Start of Provided records

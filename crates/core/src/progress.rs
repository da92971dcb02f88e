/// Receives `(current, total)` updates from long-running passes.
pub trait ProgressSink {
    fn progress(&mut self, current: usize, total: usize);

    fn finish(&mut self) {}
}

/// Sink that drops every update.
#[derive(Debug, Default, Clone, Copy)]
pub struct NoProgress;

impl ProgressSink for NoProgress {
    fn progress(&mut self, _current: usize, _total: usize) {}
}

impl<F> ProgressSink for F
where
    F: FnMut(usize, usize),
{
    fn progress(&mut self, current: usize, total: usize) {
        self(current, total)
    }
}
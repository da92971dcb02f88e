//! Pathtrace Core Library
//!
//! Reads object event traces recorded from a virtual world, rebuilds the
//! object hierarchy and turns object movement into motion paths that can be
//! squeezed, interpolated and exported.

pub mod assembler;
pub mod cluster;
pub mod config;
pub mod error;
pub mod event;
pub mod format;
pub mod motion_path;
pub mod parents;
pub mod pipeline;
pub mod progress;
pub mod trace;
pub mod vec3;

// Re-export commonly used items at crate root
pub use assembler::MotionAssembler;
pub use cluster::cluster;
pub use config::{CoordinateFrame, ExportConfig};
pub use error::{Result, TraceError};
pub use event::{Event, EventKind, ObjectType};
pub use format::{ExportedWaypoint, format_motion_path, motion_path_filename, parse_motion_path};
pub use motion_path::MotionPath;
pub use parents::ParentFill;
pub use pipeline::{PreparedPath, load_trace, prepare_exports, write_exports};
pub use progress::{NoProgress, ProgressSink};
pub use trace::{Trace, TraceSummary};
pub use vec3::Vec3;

End of Provided records
Start of Provided records

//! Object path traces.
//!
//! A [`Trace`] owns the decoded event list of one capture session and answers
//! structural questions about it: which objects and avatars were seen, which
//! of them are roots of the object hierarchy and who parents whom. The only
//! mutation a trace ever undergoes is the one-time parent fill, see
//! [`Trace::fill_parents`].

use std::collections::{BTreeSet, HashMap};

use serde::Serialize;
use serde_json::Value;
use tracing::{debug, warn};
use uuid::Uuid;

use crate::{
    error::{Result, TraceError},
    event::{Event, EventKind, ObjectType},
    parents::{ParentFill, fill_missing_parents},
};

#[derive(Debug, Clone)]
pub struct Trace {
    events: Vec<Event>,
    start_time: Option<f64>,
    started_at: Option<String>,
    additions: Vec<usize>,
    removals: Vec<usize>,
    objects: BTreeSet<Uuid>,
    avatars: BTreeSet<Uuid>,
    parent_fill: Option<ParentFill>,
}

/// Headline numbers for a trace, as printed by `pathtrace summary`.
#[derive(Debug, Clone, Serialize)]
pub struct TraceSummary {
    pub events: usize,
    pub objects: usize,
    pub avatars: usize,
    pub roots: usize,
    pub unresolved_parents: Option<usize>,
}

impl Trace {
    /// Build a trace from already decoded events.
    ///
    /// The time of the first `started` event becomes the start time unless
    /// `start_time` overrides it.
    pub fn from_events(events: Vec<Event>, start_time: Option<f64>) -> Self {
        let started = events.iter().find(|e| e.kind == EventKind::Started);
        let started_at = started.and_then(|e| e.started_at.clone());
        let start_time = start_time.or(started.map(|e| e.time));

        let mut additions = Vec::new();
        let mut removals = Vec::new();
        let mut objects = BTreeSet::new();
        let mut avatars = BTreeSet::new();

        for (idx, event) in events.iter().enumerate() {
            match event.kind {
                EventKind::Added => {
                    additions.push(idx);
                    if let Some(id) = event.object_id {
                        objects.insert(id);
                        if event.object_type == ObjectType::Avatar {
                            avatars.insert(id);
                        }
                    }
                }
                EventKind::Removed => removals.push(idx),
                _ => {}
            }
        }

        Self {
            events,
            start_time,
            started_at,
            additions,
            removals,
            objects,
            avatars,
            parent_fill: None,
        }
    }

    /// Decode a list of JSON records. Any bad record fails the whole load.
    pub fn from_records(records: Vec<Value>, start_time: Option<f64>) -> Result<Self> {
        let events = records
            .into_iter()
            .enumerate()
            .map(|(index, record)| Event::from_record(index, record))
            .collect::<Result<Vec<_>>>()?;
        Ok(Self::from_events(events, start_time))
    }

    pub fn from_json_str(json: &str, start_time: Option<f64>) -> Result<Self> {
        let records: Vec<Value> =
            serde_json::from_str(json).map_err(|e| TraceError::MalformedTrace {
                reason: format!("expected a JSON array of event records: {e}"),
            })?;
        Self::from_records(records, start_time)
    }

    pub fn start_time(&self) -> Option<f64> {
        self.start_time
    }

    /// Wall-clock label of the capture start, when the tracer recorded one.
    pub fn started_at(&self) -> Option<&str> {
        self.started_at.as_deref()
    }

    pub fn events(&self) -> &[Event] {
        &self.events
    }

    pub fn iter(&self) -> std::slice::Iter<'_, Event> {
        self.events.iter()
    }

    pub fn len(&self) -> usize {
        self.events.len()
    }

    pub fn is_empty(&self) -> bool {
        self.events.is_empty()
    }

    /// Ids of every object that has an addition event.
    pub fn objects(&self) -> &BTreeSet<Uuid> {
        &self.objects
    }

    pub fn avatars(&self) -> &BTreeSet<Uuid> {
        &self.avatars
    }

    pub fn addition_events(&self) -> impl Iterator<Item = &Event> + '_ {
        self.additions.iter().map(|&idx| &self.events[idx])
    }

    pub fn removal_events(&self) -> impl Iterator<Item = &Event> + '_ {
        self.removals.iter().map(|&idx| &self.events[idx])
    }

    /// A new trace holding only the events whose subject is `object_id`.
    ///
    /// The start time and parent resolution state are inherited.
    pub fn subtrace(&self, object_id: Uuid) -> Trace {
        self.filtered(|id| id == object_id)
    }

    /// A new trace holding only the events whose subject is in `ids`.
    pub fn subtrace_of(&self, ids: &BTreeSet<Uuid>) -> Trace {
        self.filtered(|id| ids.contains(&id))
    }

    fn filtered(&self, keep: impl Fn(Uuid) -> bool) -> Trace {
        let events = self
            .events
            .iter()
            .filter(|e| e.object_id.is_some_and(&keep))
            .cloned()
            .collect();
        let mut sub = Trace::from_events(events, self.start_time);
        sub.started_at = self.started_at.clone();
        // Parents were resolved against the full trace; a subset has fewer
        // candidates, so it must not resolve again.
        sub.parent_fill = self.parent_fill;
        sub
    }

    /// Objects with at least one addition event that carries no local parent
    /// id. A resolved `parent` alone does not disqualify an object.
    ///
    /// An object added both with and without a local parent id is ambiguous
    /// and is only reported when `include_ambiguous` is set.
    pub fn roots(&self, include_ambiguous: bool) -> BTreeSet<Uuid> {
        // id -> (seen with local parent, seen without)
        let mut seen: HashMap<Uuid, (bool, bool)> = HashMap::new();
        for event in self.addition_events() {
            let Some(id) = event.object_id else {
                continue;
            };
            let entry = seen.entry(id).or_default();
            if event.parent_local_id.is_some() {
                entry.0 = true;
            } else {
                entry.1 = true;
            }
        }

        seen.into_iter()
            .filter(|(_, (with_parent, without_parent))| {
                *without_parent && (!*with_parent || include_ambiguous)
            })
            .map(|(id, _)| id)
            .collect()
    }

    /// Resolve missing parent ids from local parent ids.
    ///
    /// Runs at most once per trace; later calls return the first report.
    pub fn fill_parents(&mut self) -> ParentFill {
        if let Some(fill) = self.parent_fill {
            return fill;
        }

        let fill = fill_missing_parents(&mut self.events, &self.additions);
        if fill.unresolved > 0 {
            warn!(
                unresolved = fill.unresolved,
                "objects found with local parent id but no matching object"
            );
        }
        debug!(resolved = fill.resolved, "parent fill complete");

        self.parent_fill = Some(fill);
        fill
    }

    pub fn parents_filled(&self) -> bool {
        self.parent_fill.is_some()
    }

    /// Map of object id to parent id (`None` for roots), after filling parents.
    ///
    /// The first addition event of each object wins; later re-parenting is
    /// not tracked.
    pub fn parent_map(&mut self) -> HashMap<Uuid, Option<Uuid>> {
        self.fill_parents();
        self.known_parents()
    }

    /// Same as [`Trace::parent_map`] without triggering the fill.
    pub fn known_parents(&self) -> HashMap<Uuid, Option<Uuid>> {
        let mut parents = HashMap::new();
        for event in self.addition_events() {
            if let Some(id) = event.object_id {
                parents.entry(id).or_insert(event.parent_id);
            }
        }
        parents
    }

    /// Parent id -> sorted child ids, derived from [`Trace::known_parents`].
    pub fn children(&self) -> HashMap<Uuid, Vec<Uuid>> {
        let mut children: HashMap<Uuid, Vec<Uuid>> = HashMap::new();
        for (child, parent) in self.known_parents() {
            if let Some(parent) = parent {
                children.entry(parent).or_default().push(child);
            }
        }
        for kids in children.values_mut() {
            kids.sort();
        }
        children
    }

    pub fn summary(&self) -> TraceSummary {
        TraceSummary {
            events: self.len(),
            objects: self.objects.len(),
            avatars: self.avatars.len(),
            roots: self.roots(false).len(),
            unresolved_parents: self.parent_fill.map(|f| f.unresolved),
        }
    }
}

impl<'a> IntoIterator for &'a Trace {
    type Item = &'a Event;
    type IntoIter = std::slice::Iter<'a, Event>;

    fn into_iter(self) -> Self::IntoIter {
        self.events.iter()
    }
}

End of Provided records

Referring to the material above, set down exactly the lines between the line with "filename crates/core/src/progress.rs" and the line with "pub struct NoProgress;", inclusive, and no other lines.

_Task result:_
filename crates/core/src/progress.rs
repository da92971dcb02f88e
/// Receives `(current, total)` updates from long-running passes.
pub trait ProgressSink {
    fn progress(&mut self, current: usize, total: usize);

    fn finish(&mut self) {}
}

/// Sink that drops every update.
#[derive(Debug, Default, Clone, Copy)]
pub struct NoProgress;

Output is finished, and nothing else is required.